Investissement visuel

On avait déjà pu observer que l’affaire Bettencourt donnait lieu à un travail iconographique inhabituel. Dans son numéro du 4 novembre 2010, Le Point, qui consacre à nouveau sa Une à l’affaire, réunit en un photomontage les principaux protagonistes de la saga (montage Christophe Thognard à partir de: Hurn/Magnum, Bureau/AFP, Warrin/Sipa; Stevens/Sipa, Witt/Sipa, SAget/AFP, Medina/AFP, voir ci-dessus, cliquer pour agrandir). Plus courant dans la publicité (ou dans les colonnes du journal à sensations Détective), le recours au photomontage pour traiter un événement d’actualité me semble plutôt rare.

Contrairement au collage ambigu de Christine Lagarde, celui-ci, clairement identifié en légende, ne pose aucun problème de légitimité. Il n’en reste pas moins un symptôme intéressant. J’avais évoqué au début de l’affaire un problème de rareté du matériel iconographique. Dans le cas présent, la recherche manifestée me semble indiquer une dimension supplémentaire. Outre la reconstitution d’une impossible réunion de famille, le photomontage (composé de pas moins de 7 photographies) rend visible l’investissement de l’hebdomadaire dans cet événement. A affaire exceptionnelle, traitement sensationnel (et budget en conséquence), semble nous dire cette image.

Une remarque au passage. Pourrait-on observer semblable investissement en ligne? J’en doute. La spatialité de la double-page est nécessaire à la lisibilité du montage. Et on n’a pas l’impression que les moyens alloués à l’iconographie par les rédactions web soit susceptible de faire face à une telle dépense. Le papier reste pour l’instant l’espace privilégié d’un travail visuel approfondi.

8 réflexions au sujet de « Investissement visuel »

  1. je crois qu’il s’agit plus d’une question de choix d’investissement (à affaire exceptionnelle, investissement exceptionnel mais sur le papier car « on » pense que c’est là que ça vaut le coup d’avoir de la valeur ajoutée) que d’un problème de spatialité. Cette photo serait très lisible sur un iPad par exemple, par contre c’est le contexte éditorial autour de cet objet qu’il faudrait construire. Dans un magazine, c’est l’illustration d’un article. Sur le web, il faudrait presque lui construire une autonomie, sa propre vie, et ça, on a encore du mal à le faire quand la photo nécessite un niveau de connaissances de l’actualité suffisant.

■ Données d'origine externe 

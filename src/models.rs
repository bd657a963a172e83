use chrono::{DateTime, Utc};
use serde::Serialize;

#[derive(Debug, Clone, sqlx::FromRow, Serialize)]
#[serde(rename_all = "camelCase")]
pub struct User {
    pub handle: String,
    pub email: String,
    #[serde(skip_serializing)]
    pub password: String,
    pub created_at: DateTime<Utc>,
    pub image_url: String,
    pub bio: Option<String>,
    pub website: Option<String>,
    pub location: Option<String>,
}

#[derive(Debug, Clone, sqlx::FromRow, Serialize)]
#[serde(rename_all = "camelCase")]
pub struct Scream {
    #[serde(rename = "screamId")]
    pub id: i64,
    pub user_handle: String,
    pub body: String,
    pub created_at: DateTime<Utc>,
    pub like_count: i64,
    pub comment_count: i64,
    pub user_image: String,
}

#[derive(Debug, Clone, sqlx::FromRow, Serialize)]
#[serde(rename_all = "camelCase")]
pub struct Comment {
    #[serde(rename = "commentId")]
    pub id: i64,
    pub scream_id: i64,
    pub user_handle: String,
    pub body: String,
    pub created_at: DateTime<Utc>,
    pub user_image: String,
}

#[derive(Debug, Clone, sqlx::FromRow, Serialize)]
#[serde(rename_all = "camelCase")]
pub struct Like {
    #[serde(rename = "likeId")]
    pub id: i64,
    pub scream_id: i64,
    pub user_handle: String,
    pub created_at: DateTime<Utc>,
}

/// A notification is keyed back to the like or comment that produced it
/// through the (source_type, source_id) pair, which is unique so redelivered
/// events cannot create duplicates. Those columns never leave the database.
#[derive(Debug, Clone, sqlx::FromRow, Serialize)]
#[serde(rename_all = "camelCase")]
pub struct Notification {
    #[serde(rename = "notificationId")]
    pub id: i64,
    pub recipient: String,
    pub sender: String,
    #[sqlx(rename = "type")]
    #[serde(rename = "type")]
    pub kind: String,
    pub read: bool,
    pub scream_id: i64,
    pub created_at: DateTime<Utc>,
}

  2. @david carzon: Bonne remarque. Mais justement, pour aller dans votre sens, la question de la spatialité n’est pas réductible au format théorique que pourrait occuper l’image (sur un iPad – ou sur un 27″). Les publications en ligne proposent aujourd’hui grosso modo trois « régimes » aux images: la vignette d’appel en page de sommaire, la photo d’environ 500-600 pixels en illustration unique d’article, le plus grand format étant presque exclusivement réservé à la formule du diaporama en ligne, donc nécessairement à un groupe d’images. Tout se passe comme si le web n’avait pas encore inventé l’équivalent de l’espace de la double-page du magazine: un espace qui est justement celui qui a permis de jouer la carte de l’investissement visuel.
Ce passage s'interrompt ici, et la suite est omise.